好きな人の心を動かす涙と苛立たせる涙
ある女性の、お話をしてみましょう。
彼女もなぜきれいでやさしい彼女に恋人ができないのかで述べた
「支配欲求」 の強い女性です。
ただし彼女の場合は、言葉で彼に指図したりすることはありません。
彼の生活態度にいちいち口を出すことはありません。
それでは、どうやって、彼を支配しようとするのでしょうか。
それは 「泣く」 ということなのです。
もちろん女性の流す涙は、男性を感動させます。
「女性の涙は、そのほほえみよりも美しい」 と述べた作家がいますが、
確かに涙は、女性のもっとも美しい魅力のひとつでしょう。
しかし、その涙の裏に、「彼を支配したい」 という気持ちが隠れていると、
やはり男性には 「わずらわしい」 としか思えなくなるのです。
彼女は、とにかく自分の思い通りにならないことが起こると、すぐに泣いてしまうのです。
彼が、「明日は遅くまで残業しなければならないんだ。
だからデートする時間がないんだよ。ごめんね」 などと言えば、
彼女はシクシク泣き始めてしまいます。
週末には必ずデートしてくれないと、泣き出します。
ほしいプレゼントを買ってもらえないと、泣き出します。
何日間も連絡がないと、泣いて電話をかけてきます。
彼女の涙を見ると、ついかわいそうになって、最初のうちは彼もムリをして
彼女の意向に従っていたのですが、だんだん 「もう勘弁してくれよ」 という
気持ちになってしまいました。
「結婚してくれなければ、わたし、死んじゃう」 と言って、
さんざん泣かれたのだそうですが、結局彼は彼女と別れてしまいました。
「ああいう女性とは、やっていけませんよ」 と、彼は言っていました。
まるで、わがままな子供です。
彼の都合など、まったく考慮にないのです。
彼女の場合、本当に悲しくて泣いているわけではありません。
「女性の涙」 という武器を使って、彼を操ろうとしているだけだったのです。
これでは彼も、「やっていけない」 という気持ちになって当然でしょう。
心理学に 「退行現象」 という言葉があります。
「退行現象」 とは、精神的に子供の頃に帰ってしまうという現象です。
自分の意思が通らないときにすぐに泣き出すという行為も、この 「退行現象」 の表れでしょう。
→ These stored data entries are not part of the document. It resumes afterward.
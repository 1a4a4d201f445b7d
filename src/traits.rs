use crate::page::PageDocument;
use crate::preferences::ThemeMode;

/// Trait for reading page documents
pub trait PageReader {
    /// Opens and parses a page source, returning the document tree
    fn read(&self, path: &str) -> anyhow::Result<PageDocument>;
}

/// Key-value storage for user preferences.
///
/// Mirrors the shape of `eframe::Storage` so the GUI can bridge the two,
/// while tests and headless callers can use [`crate::MemoryPreferenceStore`].
pub trait PreferenceStore {
    /// Returns the stored value for `key`, if any
    fn get_string(&self, key: &str) -> Option<String>;

    /// Stores `value` under `key`, replacing any previous value
    fn set_string(&mut self, key: &str, value: String);

    /// Writes pending values to the backing medium
    fn flush(&mut self) {}
}

/// The host's live visual-mode flag.
///
/// The theme controller never caches the active mode: it always asks the
/// surface, so external changes to the displayed mode are observed.
pub trait ThemeSurface {
    /// Returns true if the surface currently displays dark mode
    fn is_dark(&self) -> bool;

    /// Switches the displayed mode
    fn set_dark(&mut self, dark: bool);

    /// Updates the theme indicator attribute (toggle icon, color scheme hint)
    fn set_indicator(&mut self, _mode: ThemeMode) {}
}
//! Loaded page and search index state.
//!
//! This module encapsulates the page document currently on screen, the file
//! it came from, and the content index built from it.

use eduhack::{ContentIndex, PageDocument, SiteConfig};
use std::path::PathBuf;

/// State related to the loaded page.
///
/// Responsibilities:
/// - Owning the page document
/// - Tracking the source file path
/// - Keeping the content index in sync with the document
#[derive(Default)]
pub struct PageState {
    /// The currently displayed page (if any)
    document: Option<PageDocument>,
    /// Path to the loaded file (None for the built-in page)
    file_path: Option<PathBuf>,
    /// Fragments scanned from the document, built once per load
    index: ContentIndex,
}

impl PageState {
    pub fn new() -> Self {
        Self::default()
    }

    /// Replaces the page and rebuilds the content index.
    ///
    /// # Arguments
    /// * `document` - The page to display
    /// * `path` - Optional file path (None for the built-in page)
    pub fn load_page(&mut self, document: PageDocument, path: Option<PathBuf>) {
        self.index = ContentIndex::build(&document, &document.config.default_region_label);
        self.document = Some(document);
        self.file_path = path;
    }

    // ===== Queries =====

    pub fn document(&self) -> Option<&PageDocument> {
        self.document.as_ref()
    }

    pub fn file_path(&self) -> Option<&PathBuf> {
        self.file_path.as_ref()
    }

    pub fn index(&self) -> &ContentIndex {
        &self.index
    }

    /// Configuration of the loaded page, or the defaults when nothing is loaded
    pub fn config(&self) -> SiteConfig {
        self.document
            .as_ref()
            .map(|d| d.config.clone())
            .unwrap_or_default()
    }

    pub fn title(&self) -> &str {
        self.document.as_ref().map(|d| d.title.as_str()).unwrap_or("")
    }
}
子供の頃、泣けば自分の思い通りになったという記憶が鮮明に残っていて、
大人になってまで、その方法を繰り返すのです。
精神的に、まだ未熟なままなのですね。
ちなみに大人になっても、子供のような、人に甘えたような話し方をする人がいますね。
女性ばかりでなく、男性にもいます。
職場で上司から名前を呼ばれたときに、「はい」 と答えられず、「うん」 などと言ってしまう。
あれも 「退行現象」 のひとつです。
このように精神的に未熟な人たちは、大人の恋愛ができません。
大人の恋愛とは、お互いが自立した人間同士として、信頼し合って愛をはぐくむ関係です。
しかし未熟な人の愛は、一方的に甘える愛、一方的に相手に寄りかかろうとする愛なのです。
お互いに自立した関係ではないのです。
こういう愛は遅かれ早かれ終わってしまいます。
「永遠の愛」 ではないのです。
もちろん、女性がたまに流す涙、思いがけない涙、そういった涙を見て
男性は 「かわいい」 と心をふるわせたりもします。
しかし、女性の涙も、いつもいつも、しょっちゅうでは、男性に感動を与えなくなってしまうのです。
ですので、涙の価値を高めたいと思うのでしたら、「たまに泣く」 のがいいのです。
◆まとめ
自分の思いを強引に通すための涙は、彼からは敬遠される。
わがままな女性だとしか感じられないからだ。